Alright folks it's algorithm time.  For those of you interested in mod/game programing this will be a good intro to things you have to learn to do.  Algorithm design along with a good grasp of the mathematics behind game design are absolutely critical.  If anyone is interested in these things let me know in here and I'll look to making a site feature, maybe even a series of them.  Now to our algorithm here.

First thing you need to do is define the problem.  What are you trying to solve?  What obstacles are there?  Sometimes you have to also define what restrictions you have.  Usually this is in terms of performance/time limitations.  In this case CPU power won't be limited and timing is not critical.  This isn't a real time game where you are planning on doing this calc 10 times per second.  It can be wasteful.

So our problem: We need to define how to distribute (potentially limited) resources of various types to buildings.  The largest issue is some resources being used may be being produced by the very buildings that are limited.  You could even end up with a supply loop.

Spoiler for Hiden:

Now we begin our pseudo code, psuedo code is essentially human readable stuff that can easily be converted to actual code.

Code: [Select]
Total costs of all resources for all buildings
Total production of all buildings
If total production+stores is greater than total costs we're done
Else begin limited resource calculation

This is a quick check, if it matches here we don't have to think anymore because it's done.  However if this fails we get more interesting.  And we have to begin fun times.

Code: [Select]
Check each resource cost vs supplies.  If cost is greater than supply add to limited resource list.
Go through limited resource list
  For each resource look at supply drains calculate supply proportion.  (I.E.  Attempting to draw 100 oil, have 90 supply = 90% proportion)
  For each building type that draws this resource go through resource costs/productions
    For each resource lower total resource costs to meet supply proportion
    If a resource cost lowered such is on the limited list check if this lowered cost is within supply levels.  If so remove from limited list
    For each resource produced lower supplies by proportion (WARNING: Only lower -produced- supplies by proportion, not total supplies!)
    If a resource supply is lowered below total resource costs and it is not already on the limited resource list, add to limited list

This -should- be all you need to do.  Lets do a run through this with some simulation.
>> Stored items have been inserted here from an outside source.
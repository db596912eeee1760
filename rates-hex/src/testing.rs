//! Scripted providers for exercising the aggregator and service.

use std::sync::Mutex;
use std::sync::atomic::{AtomicUsize, Ordering};
use std::time::Duration;

use async_trait::async_trait;

use rates_types::{CurrencyPair, FetchContext, ProviderError, RateProvider, RateQuote};

/// What a scripted provider does once its delay has elapsed.
#[derive(Clone)]
pub enum Script {
    Rate(f64),
    Fail(ProviderError),
    /// Answers for a different pair than requested.
    WrongPair(f64),
    /// Never answers on its own.
    Hang,
    Panic,
    /// Answers with a quote attributed to some other source.
    ForeignSource(f64),
    /// Sleeps out its delay and answers, never looking at the context.
    Stubborn(f64),
}

/// Provider that answers after a fixed (virtual) delay.
pub struct ScriptedProvider {
    name: String,
    delay: Duration,
    script: Script,
    calls: AtomicUsize,
    finished: AtomicUsize,
    last_ctx: Mutex<Option<FetchContext>>,
}

impl ScriptedProvider {
    pub fn new(name: &str, delay_ms: u64, script: Script) -> Self {
        Self {
            name: name.to_string(),
            delay: Duration::from_millis(delay_ms),
            script,
            calls: AtomicUsize::new(0),
            finished: AtomicUsize::new(0),
            last_ctx: Mutex::new(None),
        }
    }

    pub fn calls(&self) -> usize {
        self.calls.load(Ordering::SeqCst)
    }

    /// Calls that ran to completion instead of being dropped.
    pub fn finished(&self) -> usize {
        self.finished.load(Ordering::SeqCst)
    }

    /// Whether the context of the last call has been cancelled.
    pub fn saw_cancellation(&self) -> bool {
        self.last_ctx
            .lock()
            .unwrap()
            .as_ref()
            .is_some_and(FetchContext::is_cancelled)
    }
}

#[async_trait]
impl RateProvider for ScriptedProvider {
    fn name(&self) -> &str {
        &self.name
    }

    async fn fetch_rate(
        &self,
        ctx: &FetchContext,
        pair: &CurrencyPair,
    ) -> Result<RateQuote, ProviderError> {
        self.calls.fetch_add(1, Ordering::SeqCst);
        *self.last_ctx.lock().unwrap() = Some(ctx.clone());

        if let Script::Stubborn(rate) = &self.script {
            tokio::time::sleep(self.delay).await;
            self.finished.fetch_add(1, Ordering::SeqCst);
            return Ok(RateQuote::new(*pair, *rate, &self.name));
        }

        let result = ctx
            .race(async {
                tokio::time::sleep(self.delay).await;
                match &self.script {
                    Script::Rate(rate) => Ok(RateQuote::new(*pair, *rate, &self.name)),
                    Script::Fail(err) => Err(err.clone()),
                    Script::WrongPair(rate) => {
                        Ok(RateQuote::new(pair.inverse(), *rate, &self.name))
                    }
                    Script::ForeignSource(rate) => {
                        Ok(RateQuote::new(*pair, *rate, "elsewhere"))
                    }
                    Script::Hang => std::future::pending().await,
                    Script::Panic => panic!("scripted provider panic"),
                    Script::Stubborn(_) => unreachable!(),
                }
            })
            .await;
        self.finished.fetch_add(1, Ordering::SeqCst);
        result
    }
}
Lets assume we have no warehoused resources.  We have 100 pop.  We have oil rigs trying to draw 50 electricity, 25 pop, produce 100 oil.  Oil refineries trying to draw 50 electricity, 25 pop, 50 oil, produce 50 fuel.  Oil powerplants trying to draw 25 pop, 50 fuel produce 200 electricity.

Code: [Select]
Base supplies: 100 pop.
Produced supplies: 100 oil, 50 fuel, 200 electricity.
Total supplies: 100 pop, 100 oil, 50 fuel, 200 electricity.
Total costs: 75 pop, 50 oil, 50 fuel, 100 electricity.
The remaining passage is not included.